WORK TASK. Nothing should differ between your answer and the records.

STUDY MATERIAL.
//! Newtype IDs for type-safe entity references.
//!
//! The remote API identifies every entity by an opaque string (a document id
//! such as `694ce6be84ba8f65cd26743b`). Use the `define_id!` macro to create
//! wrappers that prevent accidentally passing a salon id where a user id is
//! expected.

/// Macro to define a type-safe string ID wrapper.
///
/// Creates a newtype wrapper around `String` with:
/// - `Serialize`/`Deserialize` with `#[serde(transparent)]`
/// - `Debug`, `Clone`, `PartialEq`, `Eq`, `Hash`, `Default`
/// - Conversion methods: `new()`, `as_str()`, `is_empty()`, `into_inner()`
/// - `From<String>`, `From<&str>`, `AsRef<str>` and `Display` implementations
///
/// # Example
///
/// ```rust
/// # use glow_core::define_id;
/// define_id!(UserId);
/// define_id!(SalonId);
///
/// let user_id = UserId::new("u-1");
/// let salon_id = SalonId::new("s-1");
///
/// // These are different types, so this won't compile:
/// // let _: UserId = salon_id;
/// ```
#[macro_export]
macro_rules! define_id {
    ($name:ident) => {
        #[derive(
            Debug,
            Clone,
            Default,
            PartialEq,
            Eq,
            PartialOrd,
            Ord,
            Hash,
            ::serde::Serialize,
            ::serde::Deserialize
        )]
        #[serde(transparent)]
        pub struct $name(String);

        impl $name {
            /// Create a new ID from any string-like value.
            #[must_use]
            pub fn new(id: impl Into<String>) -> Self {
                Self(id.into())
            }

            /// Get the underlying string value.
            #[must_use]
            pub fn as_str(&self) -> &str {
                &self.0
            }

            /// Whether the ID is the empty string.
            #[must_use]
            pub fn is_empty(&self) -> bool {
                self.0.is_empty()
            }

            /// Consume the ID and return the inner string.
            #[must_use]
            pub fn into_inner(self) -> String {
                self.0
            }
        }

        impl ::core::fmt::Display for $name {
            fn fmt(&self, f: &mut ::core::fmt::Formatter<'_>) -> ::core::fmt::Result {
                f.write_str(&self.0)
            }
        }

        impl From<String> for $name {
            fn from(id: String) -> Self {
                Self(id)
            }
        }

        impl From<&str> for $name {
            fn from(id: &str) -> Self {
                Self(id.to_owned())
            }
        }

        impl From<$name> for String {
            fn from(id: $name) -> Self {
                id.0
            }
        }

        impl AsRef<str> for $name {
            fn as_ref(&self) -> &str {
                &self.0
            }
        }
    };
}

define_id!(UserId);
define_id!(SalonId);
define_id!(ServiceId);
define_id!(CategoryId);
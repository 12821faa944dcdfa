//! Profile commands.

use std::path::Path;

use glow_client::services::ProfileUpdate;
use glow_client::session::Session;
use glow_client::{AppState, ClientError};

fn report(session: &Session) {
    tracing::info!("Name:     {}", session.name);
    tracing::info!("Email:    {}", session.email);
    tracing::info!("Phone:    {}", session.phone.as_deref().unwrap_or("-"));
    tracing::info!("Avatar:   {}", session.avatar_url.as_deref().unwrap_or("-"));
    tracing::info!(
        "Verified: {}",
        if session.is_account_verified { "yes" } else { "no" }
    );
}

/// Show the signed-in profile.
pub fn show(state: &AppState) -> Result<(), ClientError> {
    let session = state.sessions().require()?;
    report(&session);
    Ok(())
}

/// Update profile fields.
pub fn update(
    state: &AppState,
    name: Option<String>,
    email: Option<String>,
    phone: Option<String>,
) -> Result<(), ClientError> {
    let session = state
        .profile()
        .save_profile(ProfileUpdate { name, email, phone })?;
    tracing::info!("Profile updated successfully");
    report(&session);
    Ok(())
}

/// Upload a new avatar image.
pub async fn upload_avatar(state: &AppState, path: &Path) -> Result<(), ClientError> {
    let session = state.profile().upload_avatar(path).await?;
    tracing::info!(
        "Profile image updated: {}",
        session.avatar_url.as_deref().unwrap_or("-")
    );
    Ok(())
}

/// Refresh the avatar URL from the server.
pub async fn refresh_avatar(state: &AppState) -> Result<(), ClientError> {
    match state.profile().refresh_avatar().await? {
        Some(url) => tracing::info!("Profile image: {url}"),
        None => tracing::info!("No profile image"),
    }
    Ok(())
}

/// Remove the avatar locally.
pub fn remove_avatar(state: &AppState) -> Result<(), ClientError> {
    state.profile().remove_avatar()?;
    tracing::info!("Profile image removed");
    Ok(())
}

YOUR SOLUTION.
//! Newtype IDs for type-safe entity references.
//!
//! The remote API identifies every entity by an opaque string (a document id
//! such as `694ce6be84ba8f65cd26743b`). Use the `define_id!` macro to create
//! wrappers that prevent accidentally passing a salon id where a user id is
//! expected.

/// Macro to define a type-safe string ID wrapper.
///
/// Creates a newtype wrapper around `String` with:
/// - `Serialize`/`Deserialize` with `#[serde(transparent)]`
/// - `Debug`, `Clone`, `PartialEq`, `Eq`, `Hash`, `Default`
/// - Conversion methods: `new()`, `as_str()`, `is_empty()`, `into_inner()`
/// - `From<String>`, `From<&str>`, `AsRef<str>` and `Display` implementations
///
/// # Example
///
/// ```rust
/// # use glow_core::define_id;
/// define_id!(UserId);
/// define_id!(SalonId);
///
/// let user_id = UserId::new("u-1");
/// let salon_id = SalonId::new("s-1");
///
/// // These are different types, so this won't compile:
/// // let _: UserId = salon_id;
/// ```
#[macro_export]
macro_rules! define_id {
    ($name:ident) => {
        #[derive(
            Debug,
            Clone,
            Default,
            PartialEq,
            Eq,
            PartialOrd,
            Ord,
            Hash,
            ::serde::Serialize,
            ::serde::Deserialize
        )]
        #[serde(transparent)]
        pub struct $name(String);

        impl $name {
            /// Create a new ID from any string-like value.
            #[must_use]
            pub fn new(id: impl Into<String>) -> Self {
                Self(id.into())
            }

            /// Get the underlying string value.
            #[must_use]
            pub fn as_str(&self) -> &str {
                &self.0
            }

            /// Whether the ID is the empty string.
            #[must_use]
            pub fn is_empty(&self) -> bool {
                self.0.is_empty()
            }

            /// Consume the ID and return the inner string.
            #[must_use]
            pub fn into_inner(self) -> String {
                self.0
            }
        }

        impl ::core::fmt::Display for $name {
            fn fmt(&self, f: &mut ::core::fmt::Formatter<'_>) -> ::core::fmt::Result {
                f.write_str(&self.0)
            }
        }

        impl From<String> for $name {
            fn from(id: String) -> Self {
                Self(id)
            }
        }

        impl From<&str> for $name {
            fn from(id: &str) -> Self {
                Self(id.to_owned())
            }
        }

        impl From<$name> for String {
            fn from(id: $name) -> Self {
                id.0
            }
        }

        impl AsRef<str> for $name {
            fn as_ref(&self) -> &str {
                &self.0
            }
        }
    };
}

define_id!(UserId);
define_id!(SalonId);
define_id!(ServiceId);
define_id!(CategoryId);
repository 12821faa944dcdfa
//! Profile commands.

use std::path::Path;

use glow_client::services::ProfileUpdate;
use glow_client::session::Session;
use glow_client::{AppState, ClientError};

fn report(session: &Session) {
    tracing::info!("Name:     {}", session.name);
    tracing::info!("Email:    {}", session.email);
    tracing::info!("Phone:    {}", session.phone.as_deref().unwrap_or("-"));
    tracing::info!("Avatar:   {}", session.avatar_url.as_deref().unwrap_or("-"));
    tracing::info!(
        "Verified: {}",
        if session.is_account_verified { "yes" } else { "no" }
    );
}

/// Show the signed-in profile.
pub fn show(state: &AppState) -> Result<(), ClientError> {
    let session = state.sessions().require()?;
    report(&session);
    Ok(())
}

/// Update profile fields.
pub fn update(
    state: &AppState,
    name: Option<String>,
    email: Option<String>,
    phone: Option<String>,
) -> Result<(), ClientError> {
    let session = state
        .profile()
        .save_profile(ProfileUpdate { name, email, phone })?;
    tracing::info!("Profile updated successfully");
    report(&session);
    Ok(())
}

/// Upload a new avatar image.
pub async fn upload_avatar(state: &AppState, path: &Path) -> Result<(), ClientError> {
    let session = state.profile().upload_avatar(path).await?;
    tracing::info!(
        "Profile image updated: {}",
        session.avatar_url.as_deref().unwrap_or("-")
    );
    Ok(())
}

/// Refresh the avatar URL from the server.
pub async fn refresh_avatar(state: &AppState) -> Result<(), ClientError> {
    match state.profile().refresh_avatar().await? {
        Some(url) => tracing::info!("Profile image: {url}"),
        None => tracing::info!("No profile image"),
    }
    Ok(())
}

/// Remove the avatar locally.
pub fn remove_avatar(state: &AppState) -> Result<(), ClientError> {
    state.profile().remove_avatar()?;
    tracing::info!("Profile image removed");
    Ok(())
}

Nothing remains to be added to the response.